Pour fêter ses 40 ans, le Café de la gare rejoue une de ses pièces à succès. Créé au lendemain de mai 68 par Romain Bouteille et sa bande de joyeux drilles (Coluche, Patrick Dewaere, Miou-Miou et Sotha notamment), le théâtre de la rue du Temple (qui prit d’abord ses quartiers à Montparnasse) réunit toujours une équipe soudée : certains sont partis, d’autres sont restés, comme Sotha et Philippe Manesse, dont les enfants Jérémy et Thimothée assurent l’héritage comique.
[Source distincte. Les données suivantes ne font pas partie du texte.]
// Per-frame camera arbitration: frame gate, camera override callback, command sink.
// Rule: hold authority only while there is a zoom change to reject. Holding it any
// longer would also kill quick-look, hat-switch and drag-to-look.

use log::{debug, trace};

use crate::clock::{Clock, MonotonicClock};
use crate::commands::Command;
use crate::kinematics::Kinematics;
use crate::types::*;
use crate::window::{Grace, SuppressionWindow};

/// The arbitration engine. Single-threaded: every entry point runs on the host's sim thread.
pub struct ZoomArbiter<C: Clock = MonotonicClock> {
    clock: C,
    grace: Grace,
    extrapolate_motion: bool,
    authority_held: bool,
    zoom_target: f64,
    window: SuppressionWindow,
}

impl ZoomArbiter<MonotonicClock> {
    pub fn new(config: &ArbiterConfig) -> Self {
        Self::with_clock(config, MonotonicClock::new())
    }
}

impl<C: Clock> ZoomArbiter<C> {
    pub fn with_clock(config: &ArbiterConfig, clock: C) -> Self {
        ZoomArbiter {
            clock,
            grace: Grace::from(config),
            extrapolate_motion: config.extrapolate_motion,
            authority_held: false,
            zoom_target: config.initial_zoom,
            window: SuppressionWindow::new(),
        }
    }

    pub fn authority_held(&self) -> bool {
        self.authority_held
    }

    pub fn zoom_target(&self) -> f64 {
        self.zoom_target
    }

    pub fn window(&self) -> &SuppressionWindow {
        &self.window
    }

    pub fn extrapolates_motion(&self) -> bool {
        self.extrapolate_motion
    }

    /// Frame gate. Returns true when the caller must install the camera callback
    /// (until the next view change); authority is then considered held.
    pub fn on_frame(&mut self, view_is_external: bool) -> bool {
        if view_is_external || self.authority_held {
            return false;
        }
        self.authority_held = true;
        trace!("acquiring camera authority");
        true
    }

    /// Camera override callback without motion extrapolation.
    pub fn on_camera_pose(&mut self, pose: &mut CameraPose, losing_authority: bool) -> CameraControl {
        self.on_camera_pose_with(pose, losing_authority, || None)
    }

    /// Camera override callback. `kinematics` is only consulted when an override
    /// is applied and extrapolation is enabled.
    pub fn on_camera_pose_with(
        &mut self,
        pose: &mut CameraPose,
        losing_authority: bool,
        kinematics: impl FnOnce() -> Option<Kinematics>,
    ) -> CameraControl {
        if losing_authority {
            self.authority_held = false;
            return CameraControl::Release;
        }

        let proposed = pose.zoom;
        if self.window.permits(self.clock.now()) {
            if proposed != self.zoom_target {
                debug!("learning zoom {} -> {}", self.zoom_target, proposed);
            }
            self.zoom_target = proposed;
        } else if proposed != self.zoom_target {
            debug!("rejecting zoom {}, holding {}", proposed, self.zoom_target);
            pose.zoom = self.zoom_target;
            if self.extrapolate_motion {
                if let Some(k) = kinematics() {
                    k.extrapolate(pose);
                }
            }
            self.window.clear_deadline();
            return CameraControl::Retain;
        }

        self.authority_held = false;
        CameraControl::Release
    }

    /// Command sink. Every phase of every bound command lands here.
    pub fn on_command(&mut self, command: Command, phase: CommandPhase) {
        let now = self.clock.now();
        self.window.apply(command, phase, now, &self.grace);
        trace!(
            "{} {:?}: hold={} deadline={:?}",
            command.name(),
            phase,
            self.window.hold_active(),
            self.window.deadline()
        );
    }
}
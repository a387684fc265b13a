// Typed errors with thiserror. Only enable-time setup can fail; per-frame paths are total.

use thiserror::Error;

/// Result alias used across the crate.
pub type Result<T> = std::result::Result<T, ArbiterError>;

/// Arbiter and plugin error types.
#[derive(Error, Debug, Clone, PartialEq)]
pub enum ArbiterError {
    #[error("Invalid configuration: {0}")]
    InvalidConfig(String),

    #[error("Failed to create command `{0}`")]
    CommandCreation(String),

    #[error("Host state `{0}` not found")]
    StateNotFound(String),

    #[error("Logger already installed")]
    LoggerInstalled,

    #[error("Serialization error: {0}")]
    Serialization(String),
}

impl From<serde_json::Error> for ArbiterError {
    fn from(err: serde_json::Error) -> Self {
        ArbiterError::Serialization(err.to_string())
    }
}

#[cfg(test)]
mod tests {
    use super::*;

    #[test]
    fn error_display() {
        let err = ArbiterError::CommandCreation("stopzooming/allow_zoom_hold".to_string());
        assert!(err.to_string().contains("allow_zoom_hold"));
    }

    #[test]
    fn serde_errors_convert() {
        let err: ArbiterError = serde_json::from_str::<u32>("nope").unwrap_err().into();
        assert!(matches!(err, ArbiterError::Serialization(_)));
    }
}
// stopzooming: camera arbitration for a flight-sim host.
// Blocks accidental mouse-wheel zoom frame by frame and hands the camera back the
// moment there is nothing to block. Host APIs live behind the `Host` adapter.

mod arbiter;
mod clock;
mod commands;
mod error;
mod host;
mod kinematics;
pub mod logging;
mod plugin;
mod state;
mod types;
mod window;

pub use arbiter::ZoomArbiter;
pub use clock::{Clock, ManualClock, MonotonicClock};
pub use commands::{Command, Grant, ZoomCommand, QUICK_LOOK_SLOTS};
pub use error::{ArbiterError, Result};
pub use host::{CommandHandle, Host};
pub use kinematics::Kinematics;
pub use plugin::{Plugin, PluginInfo, PLUGIN_DESCRIPTION, PLUGIN_NAME, PLUGIN_SIGNATURE};
pub use state::StateKey;
pub use types::*;
pub use window::{Grace, SuppressionWindow};

#[cfg(test)]
mod tests {
    use super::*;

    #[test]
    fn plugin_from_json_config() {
        struct NullHost;

        impl Host for NullHost {
            fn register_draw_hook(&mut self) {}
            fn unregister_draw_hook(&mut self) {}
            fn resolve_state(&mut self, _key: StateKey) -> bool {
                true
            }
            fn read_state(&self, _key: StateKey) -> f64 {
                0.0
            }
            fn bind_command(&mut self, _command: Command) {}
            fn unbind_command(&mut self, _command: Command) {}
            fn create_command(&mut self, _name: &str, _description: &str) -> Option<CommandHandle> {
                Some(CommandHandle(1))
            }
            fn take_camera_control(&mut self) {}
            fn release_camera_control(&mut self) {}
        }

        let config = ArbiterConfig::from_json(r#"{"initial_zoom":1.5}"#).unwrap();
        let mut plugin = Plugin::new(NullHost, config);
        assert!(plugin.enable().is_ok());
        assert_eq!(plugin.arbiter().map(|a| a.zoom_target()), Some(1.5));
        plugin.disable();
        assert!(!plugin.is_enabled());
    }
}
Si 40 ans après, le café de la gare ne symbolise plus cette nouvelle façon de faire du théâtre, dépouillée des conventions du boulevard, où une bande de potes disent sur scène les trucs qui les ont fait rire la veille, il garde une saveur particulière, familiale. Comme au Splendid a l’époque du Père Noël est une ordure, ici se joue ce qui se fait de mieux en café-théâtre.

Chaque année, Sotha met en scène une nouvelle comédie. Elle reprend ici un succès de 1985 qui résonne comme s’il avait été écrit aujourd’hui. Une sorte de western théâtral opposant deux familles pour la construction d’un chemin de fer, neuf comédiens qui créent sur scène un beau brouhaha semé d’astuces, de jeux de mots plus ou moins appuyés, de jeux de scène précis, notamment ceux de Jérémy Manesse et Philippe Elno… Bref, on se marre dans un lieu qui rappelle que le théâtre privé n’est pas qu’une histoire de business.